Task to carry out: When the string "match" is part of a line in the data below, report the whole line.

Exercise data:
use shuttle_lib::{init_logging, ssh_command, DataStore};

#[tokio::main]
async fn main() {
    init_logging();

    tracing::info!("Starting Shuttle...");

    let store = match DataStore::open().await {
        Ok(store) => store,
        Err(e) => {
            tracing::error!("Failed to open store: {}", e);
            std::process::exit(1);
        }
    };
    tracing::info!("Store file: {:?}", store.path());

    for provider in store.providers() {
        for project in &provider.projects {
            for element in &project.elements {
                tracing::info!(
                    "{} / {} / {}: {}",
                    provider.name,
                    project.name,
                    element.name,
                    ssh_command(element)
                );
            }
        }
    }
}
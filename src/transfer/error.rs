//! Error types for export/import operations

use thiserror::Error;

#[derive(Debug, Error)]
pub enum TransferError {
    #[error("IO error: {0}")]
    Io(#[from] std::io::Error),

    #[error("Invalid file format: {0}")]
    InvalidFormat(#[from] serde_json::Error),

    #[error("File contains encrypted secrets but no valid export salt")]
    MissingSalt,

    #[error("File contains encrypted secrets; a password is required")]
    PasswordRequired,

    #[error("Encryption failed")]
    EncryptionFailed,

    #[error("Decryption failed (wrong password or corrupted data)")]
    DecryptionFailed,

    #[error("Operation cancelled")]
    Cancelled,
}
* * *
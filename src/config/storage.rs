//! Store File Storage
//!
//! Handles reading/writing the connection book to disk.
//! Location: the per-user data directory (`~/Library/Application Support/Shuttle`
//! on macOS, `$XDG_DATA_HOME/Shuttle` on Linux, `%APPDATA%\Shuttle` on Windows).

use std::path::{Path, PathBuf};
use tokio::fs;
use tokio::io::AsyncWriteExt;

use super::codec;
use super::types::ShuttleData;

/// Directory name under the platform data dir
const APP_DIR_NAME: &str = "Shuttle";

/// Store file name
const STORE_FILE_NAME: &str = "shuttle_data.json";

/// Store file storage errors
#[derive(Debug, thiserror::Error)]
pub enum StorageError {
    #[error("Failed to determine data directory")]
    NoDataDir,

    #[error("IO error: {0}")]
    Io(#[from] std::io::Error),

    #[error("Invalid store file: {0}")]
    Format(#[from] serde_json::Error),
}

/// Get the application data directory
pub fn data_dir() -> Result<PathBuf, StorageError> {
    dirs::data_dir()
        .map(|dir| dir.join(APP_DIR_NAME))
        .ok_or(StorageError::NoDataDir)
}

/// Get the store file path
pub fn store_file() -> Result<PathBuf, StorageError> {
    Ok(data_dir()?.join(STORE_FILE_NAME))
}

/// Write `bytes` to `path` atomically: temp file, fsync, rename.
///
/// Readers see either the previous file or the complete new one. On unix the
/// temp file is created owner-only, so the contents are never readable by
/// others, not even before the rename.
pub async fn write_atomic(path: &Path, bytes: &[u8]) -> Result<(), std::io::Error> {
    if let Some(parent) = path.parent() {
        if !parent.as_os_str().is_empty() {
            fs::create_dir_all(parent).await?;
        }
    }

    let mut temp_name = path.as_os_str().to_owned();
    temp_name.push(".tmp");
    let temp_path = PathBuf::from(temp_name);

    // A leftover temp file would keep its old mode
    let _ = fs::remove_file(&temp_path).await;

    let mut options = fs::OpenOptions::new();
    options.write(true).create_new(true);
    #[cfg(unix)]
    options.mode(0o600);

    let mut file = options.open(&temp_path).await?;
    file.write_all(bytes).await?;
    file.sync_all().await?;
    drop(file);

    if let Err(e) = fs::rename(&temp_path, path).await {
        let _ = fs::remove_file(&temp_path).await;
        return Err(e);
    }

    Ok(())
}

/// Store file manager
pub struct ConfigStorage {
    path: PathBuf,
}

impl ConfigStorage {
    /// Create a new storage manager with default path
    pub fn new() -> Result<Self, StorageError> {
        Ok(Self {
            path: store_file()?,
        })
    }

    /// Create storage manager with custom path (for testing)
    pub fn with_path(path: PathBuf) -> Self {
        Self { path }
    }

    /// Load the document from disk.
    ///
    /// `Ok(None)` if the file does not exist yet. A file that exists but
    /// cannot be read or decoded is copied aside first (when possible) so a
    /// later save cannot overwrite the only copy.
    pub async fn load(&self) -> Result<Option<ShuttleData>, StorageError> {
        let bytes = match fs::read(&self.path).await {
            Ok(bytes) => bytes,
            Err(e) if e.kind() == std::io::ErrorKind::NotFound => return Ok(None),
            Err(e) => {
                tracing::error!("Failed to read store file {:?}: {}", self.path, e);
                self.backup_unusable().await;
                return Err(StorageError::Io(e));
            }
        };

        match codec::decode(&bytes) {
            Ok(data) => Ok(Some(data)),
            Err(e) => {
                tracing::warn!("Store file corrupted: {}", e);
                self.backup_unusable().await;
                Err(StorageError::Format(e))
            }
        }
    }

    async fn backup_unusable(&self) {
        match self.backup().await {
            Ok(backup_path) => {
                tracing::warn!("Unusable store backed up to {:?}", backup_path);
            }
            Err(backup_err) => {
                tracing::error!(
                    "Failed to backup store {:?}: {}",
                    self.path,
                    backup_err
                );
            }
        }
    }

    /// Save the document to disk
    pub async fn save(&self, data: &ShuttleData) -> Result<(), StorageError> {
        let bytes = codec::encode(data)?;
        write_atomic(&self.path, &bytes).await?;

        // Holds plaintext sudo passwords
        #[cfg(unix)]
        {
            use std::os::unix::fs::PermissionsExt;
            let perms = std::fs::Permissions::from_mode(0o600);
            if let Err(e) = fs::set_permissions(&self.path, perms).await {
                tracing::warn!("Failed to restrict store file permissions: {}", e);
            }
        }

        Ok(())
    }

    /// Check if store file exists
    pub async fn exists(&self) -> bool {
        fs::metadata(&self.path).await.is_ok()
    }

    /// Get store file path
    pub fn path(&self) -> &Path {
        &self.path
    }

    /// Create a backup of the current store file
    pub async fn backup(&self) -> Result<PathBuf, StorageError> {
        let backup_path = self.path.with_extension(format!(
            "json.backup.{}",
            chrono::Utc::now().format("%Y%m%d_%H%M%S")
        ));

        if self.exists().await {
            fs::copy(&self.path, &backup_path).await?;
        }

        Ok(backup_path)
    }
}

Finished task:
    let store = match DataStore::open().await {
        let bytes = match fs::read(&self.path).await {
        match codec::decode(&bytes) {
        match self.backup().await {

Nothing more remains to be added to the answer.